_TASK ITEM:_
Lines containing the word "rest" are to be copied from the data below.

[EXTRACTED MATERIAL — start]

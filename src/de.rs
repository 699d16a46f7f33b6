//! Binary deserialization of field payloads.
//!
//! The inverse of [`crate::ser`]. The layout isn't self-describing, so the type being decoded
//! drives every read. A few rules stand in for the missing markers:
//!
//! - An `Option` is `Some` whenever any bytes remain, so optional values belong at the end
//! - Unbounded sequences and byte buffers consume everything that remains
//! - Strings must be NUL-terminated valid UTF-8

use byteorder::{LittleEndian, ReadBytesExt};
use serde::de::value::U32Deserializer;
use serde::de::Error as DeError;
use serde::de::*;

use crate::error::{Error, Result};

/// Decode a value from a complete field payload. Every byte must be consumed.
pub fn from_bytes<'de, T: Deserialize<'de>>(data: &'de [u8]) -> Result<T> {
    let mut de = BinaryDeserializer::new(data);
    let value = T::deserialize(&mut de)?;
    if !de.data.is_empty() {
        return Err(Error::TrailingBytes(de.data.len()));
    }
    Ok(value)
}

pub struct BinaryDeserializer<'de> {
    data: &'de [u8],
}

impl<'de> BinaryDeserializer<'de> {
    pub fn new(data: &'de [u8]) -> Self {
        Self { data }
    }

    pub fn remaining(&self) -> usize {
        self.data.len()
    }

    fn short(&self, step: &'static str, expected: usize) -> Error {
        Error::truncated(step, self.data.len(), expected)
    }

    fn take(&mut self, count: usize, step: &'static str) -> Result<&'de [u8]> {
        if self.data.len() < count {
            return Err(self.short(step, count));
        }
        let (head, tail) = self.data.split_at(count);
        self.data = tail;
        Ok(head)
    }

    fn read_zstr(&mut self) -> Result<&'de str> {
        let end = self
            .data
            .iter()
            .position(|b| *b == 0)
            .ok_or_else(|| Error::SerdeFail("string is missing its NUL terminator".to_string()))?;
        let bytes = self.take(end + 1, "decode string")?;
        std::str::from_utf8(&bytes[..end])
            .map_err(|e| Error::SerdeFail(format!("string isn't valid UTF-8: {}", e)))
    }

    fn read_variant(&mut self) -> Result<u32> {
        let actual = self.data.len();
        self.data
            .read_u32::<LittleEndian>()
            .map_err(|_| Error::truncated("decode variant index", actual, 4))
    }
}

macro_rules! read_number {
    ($name:ident, $visit:ident, $read:ident, $len:expr) => {
        fn $name<V: Visitor<'de>>(self, visitor: V) -> Result<V::Value> {
            let actual = self.data.len();
            let v = self
                .data
                .$read::<LittleEndian>()
                .map_err(|_| Error::truncated(stringify!($name), actual, $len))?;
            visitor.$visit(v)
        }
    };
}

impl<'de, 'a> Deserializer<'de> for &'a mut BinaryDeserializer<'de> {
    type Error = Error;

    fn is_human_readable(&self) -> bool {
        false
    }

    fn deserialize_any<V: Visitor<'de>>(self, _visitor: V) -> Result<V::Value> {
        Err(Error::SerdeFail(
            "binary field data isn't self-describing".to_string(),
        ))
    }

    fn deserialize_bool<V: Visitor<'de>>(self, visitor: V) -> Result<V::Value> {
        match self.take(1, "decode bool")?[0] {
            0 => visitor.visit_bool(false),
            1 => visitor.visit_bool(true),
            v => Err(Error::invalid_value(
                Unexpected::Unsigned(v as u64),
                &"0 or 1",
            )),
        }
    }

    fn deserialize_i8<V: Visitor<'de>>(self, visitor: V) -> Result<V::Value> {
        let v = self.take(1, "decode i8")?[0];
        visitor.visit_i8(v as i8)
    }

    fn deserialize_u8<V: Visitor<'de>>(self, visitor: V) -> Result<V::Value> {
        let v = self.take(1, "decode u8")?[0];
        visitor.visit_u8(v)
    }

    read_number!(deserialize_i16, visit_i16, read_i16, 2);
    read_number!(deserialize_i32, visit_i32, read_i32, 4);
    read_number!(deserialize_i64, visit_i64, read_i64, 8);
    read_number!(deserialize_u16, visit_u16, read_u16, 2);
    read_number!(deserialize_u32, visit_u32, read_u32, 4);
    read_number!(deserialize_u64, visit_u64, read_u64, 8);
    read_number!(deserialize_f32, visit_f32, read_f32, 4);
    read_number!(deserialize_f64, visit_f64, read_f64, 8);

    fn deserialize_char<V: Visitor<'de>>(self, _visitor: V) -> Result<V::Value> {
        Err(Error::SerdeFail(
            "char can't be stored in binary field data".to_string(),
        ))
    }

    fn deserialize_str<V: Visitor<'de>>(self, visitor: V) -> Result<V::Value> {
        let s = self.read_zstr()?;
        visitor.visit_borrowed_str(s)
    }

    fn deserialize_string<V: Visitor<'de>>(self, visitor: V) -> Result<V::Value> {
        self.deserialize_str(visitor)
    }

    fn deserialize_bytes<V: Visitor<'de>>(self, visitor: V) -> Result<V::Value> {
        let rest = self.take(self.data.len(), "decode bytes")?;
        visitor.visit_borrowed_bytes(rest)
    }

    fn deserialize_byte_buf<V: Visitor<'de>>(self, visitor: V) -> Result<V::Value> {
        self.deserialize_bytes(visitor)
    }

    fn deserialize_option<V: Visitor<'de>>(self, visitor: V) -> Result<V::Value> {
        if self.data.is_empty() {
            visitor.visit_none()
        } else {
            visitor.visit_some(self)
        }
    }

    fn deserialize_unit<V: Visitor<'de>>(self, visitor: V) -> Result<V::Value> {
        visitor.visit_unit()
    }

    fn deserialize_unit_struct<V: Visitor<'de>>(
        self,
        _name: &'static str,
        visitor: V,
    ) -> Result<V::Value> {
        visitor.visit_unit()
    }

    fn deserialize_newtype_struct<V: Visitor<'de>>(
        self,
        _name: &'static str,
        visitor: V,
    ) -> Result<V::Value> {
        visitor.visit_newtype_struct(self)
    }

    fn deserialize_seq<V: Visitor<'de>>(self, visitor: V) -> Result<V::Value> {
        visitor.visit_seq(SeqAccess::new(self, None))
    }

    fn deserialize_tuple<V: Visitor<'de>>(self, len: usize, visitor: V) -> Result<V::Value> {
        visitor.visit_seq(SeqAccess::new(self, Some(len)))
    }

    fn deserialize_tuple_struct<V: Visitor<'de>>(
        self,
        _name: &'static str,
        len: usize,
        visitor: V,
    ) -> Result<V::Value> {
        visitor.visit_seq(SeqAccess::new(self, Some(len)))
    }

    fn deserialize_map<V: Visitor<'de>>(self, _visitor: V) -> Result<V::Value> {
        Err(Error::SerdeFail(
            "map can't be stored in binary field data".to_string(),
        ))
    }

    fn deserialize_struct<V: Visitor<'de>>(
        self,
        _name: &'static str,
        fields: &'static [&'static str],
        visitor: V,
    ) -> Result<V::Value> {
        visitor.visit_seq(SeqAccess::new(self, Some(fields.len())))
    }

    fn deserialize_enum<V: Visitor<'de>>(
        self,
        _name: &'static str,
        _variants: &'static [&'static str],
        visitor: V,
    ) -> Result<V::Value> {
        visitor.visit_enum(EnumAccess { de: self })
    }

    fn deserialize_identifier<V: Visitor<'de>>(self, _visitor: V) -> Result<V::Value> {
        Err(Error::SerdeFail(
            "binary field data has no identifiers".to_string(),
        ))
    }

    fn deserialize_ignored_any<V: Visitor<'de>>(self, _visitor: V) -> Result<V::Value> {
        Err(Error::SerdeFail(
            "binary field data can't skip unknown values".to_string(),
        ))
    }
}

/// Elements of a tuple or struct (`size_left` known), or of a sequence that runs to the end
/// of the data.
struct SeqAccess<'a, 'de> {
    de: &'a mut BinaryDeserializer<'de>,
    size_left: Option<usize>,
}

impl<'a, 'de> SeqAccess<'a, 'de> {
    fn new(de: &'a mut BinaryDeserializer<'de>, len: Option<usize>) -> Self {
        Self { de, size_left: len }
    }
}

impl<'a, 'de> serde::de::SeqAccess<'de> for SeqAccess<'a, 'de> {
    type Error = Error;

    fn next_element_seed<T>(&mut self, seed: T) -> Result<Option<T::Value>>
    where
        T: DeserializeSeed<'de>,
    {
        match self.size_left {
            Some(0) => Ok(None),
            Some(ref mut left) => {
                *left -= 1;
                seed.deserialize(&mut *self.de).map(Some)
            }
            None if self.de.data.is_empty() => Ok(None),
            None => {
                let before = self.de.data.len();
                let val = seed.deserialize(&mut *self.de)?;
                if self.de.data.len() == before {
                    return Err(Error::SerdeFail(
                        "sequence element consumed no bytes".to_string(),
                    ));
                }
                Ok(Some(val))
            }
        }
    }

    fn size_hint(&self) -> Option<usize> {
        self.size_left
    }
}

struct EnumAccess<'a, 'de> {
    de: &'a mut BinaryDeserializer<'de>,
}

impl<'a, 'de> serde::de::EnumAccess<'de> for EnumAccess<'a, 'de> {
    type Error = Error;
    type Variant = Self;

    fn variant_seed<V>(self, seed: V) -> Result<(V::Value, Self::Variant)>
    where
        V: DeserializeSeed<'de>,
    {
        let index = self.de.read_variant()?;
        let index_de: U32Deserializer<Error> = index.into_deserializer();
        let val = seed.deserialize(index_de)?;
        Ok((val, self))
    }
}

impl<'a, 'de> serde::de::VariantAccess<'de> for EnumAccess<'a, 'de> {
    type Error = Error;

    fn unit_variant(self) -> Result<()> {
        Ok(())
    }

    fn newtype_variant_seed<T>(self, seed: T) -> Result<T::Value>
    where
        T: DeserializeSeed<'de>,
    {
        seed.deserialize(&mut *self.de)
    }

    fn struct_variant<V>(self, fields: &'static [&'static str], visitor: V) -> Result<V::Value>
    where
        V: Visitor<'de>,
    {
        visitor.visit_seq(SeqAccess::new(self.de, Some(fields.len())))
    }

    fn tuple_variant<V>(self, len: usize, visitor: V) -> Result<V::Value>
    where
        V: Visitor<'de>,
    {
        visitor.visit_seq(SeqAccess::new(self.de, Some(len)))
    }
}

[EXTRACTED MATERIAL — finish]

_WORKED SOLUTION:_
        let rest = self.take(self.data.len(), "decode bytes")?;
        visitor.visit_borrowed_bytes(rest)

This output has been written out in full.